Moreover, Asma noted that the ministry advises parents to start the adoption conversation with their child early on. 

“Ali knows that he has two mothers as well as two fathers and I always tell him: ‘you didn’t come from my belly, but from my heart and I love you’,” she added.

Asma currently uses social media platforms to share her experiences, raise awareness, encourage people to ask questions and counter social stigmas and misconceptions linked to adoption. 

Sarah and Rami (not their real names), a married couple who can’t have children of their own, also spoke with The Jordan Times about their adoption experience.

Eight months after submitting an application, filling out tens of forms, sitting for multiple interviews and passing a home visit, they welcomed eight-month-old Ola into their lives in 2019.

“She brought in a whole new type of love into our life,” Sarah, who is a 35-year-old kindergarten teacher, told The Jordan Times about her first encounter with Ola.

Sarah also noted that she started the adoption conversation with Ola when she was one-and-a-half years old.

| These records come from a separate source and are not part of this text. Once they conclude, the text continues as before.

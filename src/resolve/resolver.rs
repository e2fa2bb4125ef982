//! Decklist resolution against the card database
//!
//! Unknown names are never fatal: they are collected as `CardError`s and
//! the rest of the list is still resolved.

use crate::core::{
    normalize_name, AssociatedCard, BasicCard, CardError, PrintImages, RawCard, StableId,
};
use crate::loader::CardDatabase;
use crate::resolve::print_selector::{search_print, PrintQuery};
use rustc_hash::FxHashMap;

/// Image shown for associated cards the database has no image for
pub const PLACEHOLDER_IMAGE_URL: &str = "https://i.imgur.com/Hg8CwwU.jpeg";

/// Result of one resolution pass
#[derive(Debug, Clone, Default, PartialEq, Eq)]
pub struct ResolvedDeck {
    pub resulting_cards: Vec<BasicCard>,
    pub extra_cards: Vec<BasicCard>,
    pub error_cards: Vec<CardError>,
}

/// Per-name occurrence counters for stable ids
#[derive(Debug)]
struct IdAllocator {
    prefix: &'static str,
    seen: FxHashMap<String, usize>,
}

impl IdAllocator {
    fn new(prefix: &'static str) -> Self {
        IdAllocator {
            prefix,
            seen: FxHashMap::default(),
        }
    }

    fn next(&mut self, name: &str) -> StableId {
        let counter = self.seen.entry(normalize_name(name)).or_insert(0);
        let id = StableId::derive(self.prefix, name, *counter);
        *counter += 1;
        id
    }
}

/// Resolve every record, in order, into cards, extras and errors
pub fn decklist_to_cards(decklist: &[RawCard], db: &CardDatabase) -> ResolvedDeck {
    let mut resolved = ResolvedDeck::default();
    let mut card_ids = IdAllocator::new("card");
    let mut extra_ids = IdAllocator::new("extra");

    for raw in decklist {
        let Some(card) = db.get_card(&raw.name) else {
            record_miss(&mut resolved.error_cards, raw);
            continue;
        };
        let Some(print) = search_print(&card.prints, &PrintQuery::from_raw(raw)) else {
            record_miss(&mut resolved.error_cards, raw);
            continue;
        };

        resolved.resulting_cards.push(BasicCard {
            id: card_ids.next(&card.name),
            name: card.name.clone(),
            images: print.images.clone(),
            foil: Some(print.foil),
            etched: Some(print.etched),
        });

        for associated in &print.associated_cards {
            resolved
                .extra_cards
                .push(associated_to_basic(associated, extra_ids.next(&associated.name)));
        }
    }

    resolved
}

/// Accumulate one more missing copy onto the error for this name
fn record_miss(errors: &mut Vec<CardError>, raw: &RawCard) {
    match errors.iter_mut().find(|e| e.card.name == raw.name) {
        Some(existing) => existing.card.quantity += 1,
        None => errors.push(CardError::not_found(raw)),
    }
}

fn associated_to_basic(associated: &AssociatedCard, id: StableId) -> BasicCard {
    let images = associated
        .images
        .clone()
        .filter(|images| !images.front.is_empty())
        .unwrap_or_else(|| PrintImages::front(PLACEHOLDER_IMAGE_URL));

    BasicCard {
        id,
        name: associated.name.clone(),
        images,
        foil: None,
        etched: None,
    }
}

#[cfg(test)]
mod tests {
    use super::*;
    use crate::core::{FatesealCard, Print};
    use crate::loader::decklist::parse_deck_list;

    fn print(id: &str, set: &str, number: &str) -> Print {
        Print {
            id: id.to_string(),
            set: set.to_string(),
            collector_number: number.to_string(),
            foil: false,
            etched: false,
            images: PrintImages::front(format!("https://img/{id}.jpg")),
            associated_cards: vec![],
        }
    }

    fn test_db() -> CardDatabase {
        let mut db = CardDatabase::new();
        db.insert(FatesealCard {
            name: "Mountain".to_string(),
            prints: vec![print("mtn-lea", "lea", "295"), print("mtn-tsp", "tsp", "295")],
        });

        let mut goblin = print("krenko", "m13", "139");
        goblin.associated_cards = vec![
            AssociatedCard {
                id: "gob".to_string(),
                name: "Goblin".to_string(),
                component: "token".to_string(),
                uri: "https://api/gob".to_string(),
                images: Some(PrintImages::front("https://img/goblin.jpg")),
            },
            AssociatedCard {
                id: "emb".to_string(),
                name: "Krenko Emblem".to_string(),
                component: "token".to_string(),
                uri: "https://api/emb".to_string(),
                images: None,
            },
        ];
        db.insert(FatesealCard {
            name: "Krenko, Mob Boss".to_string(),
            prints: vec![goblin],
        });

        let mut delver = print("delver", "isd", "51");
        delver.images.back = Some("https://img/delver-back.jpg".to_string());
        db.insert(FatesealCard {
            name: "Delver of Secrets".to_string(),
            prints: vec![delver],
        });
        db
    }

    #[test]
    fn test_resolves_with_print_hints() {
        let deck = parse_deck_list(&["2 Mountain (TSP) 295", "1 Mountain"]).unwrap();
        let resolved = decklist_to_cards(&deck, &test_db());

        assert!(resolved.error_cards.is_empty());
        assert_eq!(resolved.resulting_cards.len(), 3);
        assert_eq!(resolved.resulting_cards[0].images.front, "https://img/mtn-tsp.jpg");
        assert_eq!(resolved.resulting_cards[2].images.front, "https://img/mtn-lea.jpg");
        assert_eq!(resolved.resulting_cards[0].foil, Some(false));
    }

    #[test]
    fn test_stable_ids_count_occurrences() {
        let deck = parse_deck_list(&["2 Mountain", "1 Delver of Secrets", "1 Mountain"]).unwrap();
        let resolved = decklist_to_cards(&deck, &test_db());
        let ids: Vec<&str> = resolved
            .resulting_cards
            .iter()
            .map(|c| c.id.as_str())
            .collect();
        assert_eq!(
            ids,
            vec![
                "card-mountain-0",
                "card-mountain-1",
                "card-delver-of-secrets-0",
                "card-mountain-2"
            ]
        );

        // Recomputing yields the same ids
        assert_eq!(decklist_to_cards(&deck, &test_db()), resolved);
    }

    #[test]
    fn test_associated_cards_become_extras() {
        let deck = parse_deck_list(&["2 Krenko, Mob Boss"]).unwrap();
        let resolved = decklist_to_cards(&deck, &test_db());

        assert_eq!(resolved.resulting_cards.len(), 2);
        assert_eq!(resolved.extra_cards.len(), 4);
        assert_eq!(resolved.extra_cards[0].id.as_str(), "extra-goblin-0");
        assert_eq!(resolved.extra_cards[0].images.front, "https://img/goblin.jpg");
        assert_eq!(resolved.extra_cards[1].images.front, PLACEHOLDER_IMAGE_URL);
        assert_eq!(resolved.extra_cards[2].id.as_str(), "extra-goblin-1");
    }

    #[test]
    fn test_unknown_names_accumulate() {
        let deck =
            parse_deck_list(&["3 Lightnig Bolt", "1 Mountain", "1 Lightnig Bolt (M10)", "1 Foo"])
                .unwrap();
        let resolved = decklist_to_cards(&deck, &test_db());

        assert_eq!(resolved.resulting_cards.len(), 1);
        assert_eq!(resolved.error_cards.len(), 2);
        assert_eq!(resolved.error_cards[0].card.name, "Lightnig Bolt");
        assert_eq!(resolved.error_cards[0].card.quantity, 4);
        assert_eq!(resolved.error_cards[1].card.name, "Foo");
        assert_eq!(resolved.error_cards[1].card.quantity, 1);
    }

    #[test]
    fn test_lookup_is_case_sensitive() {
        let deck = parse_deck_list(&["1 mountain"]).unwrap();
        let resolved = decklist_to_cards(&deck, &test_db());
        assert!(resolved.resulting_cards.is_empty());
        assert_eq!(resolved.error_cards.len(), 1);
    }

    #[test]
    fn test_back_face_is_kept() {
        let deck = parse_deck_list(&["1 Delver of Secrets"]).unwrap();
        let resolved = decklist_to_cards(&deck, &test_db());
        assert!(resolved.resulting_cards[0].images.has_back());
    }
}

“She doesn’t quite understand what that means yet, but it’s a continuous conversation and the older she gets, the more questions she will have,” she said.

Sarah added that she doesn’t have a lot of answers to give Ola when she asks about her biological parents as the ministry keeps that information private.

According to the Social Development Ministry, after the adoption process is completed, regular and unannounced follow-up visits are conducted to ensure that the child is safe and that his or her needs are properly met. The ministry continues to follow the status of the adopted child until he or she is 18 years of age. If the adoptive family travels to a different country, this process is maintained through the Jordanian embassy there. 

Akef Maaytah, a Sharia lawyer, noted that the ministry’s follow-ups and strict standards for adoption aim to ensure that these children aren’t being abused or taken advantage of in any form.

“An adoptive family is legally obligated to meet the basic needs of the child, such as food, housing, education and medical care,” he told The Jordan Times.

He added that Islamic law doesn’t give adopted children the right to claim inheritance from their adoptive parents.

However, “the parents can register property or a bank account in their adopted child’s name during their lifetime or write a will, leaving him or her up to one-third of their estate,” Maaytah said.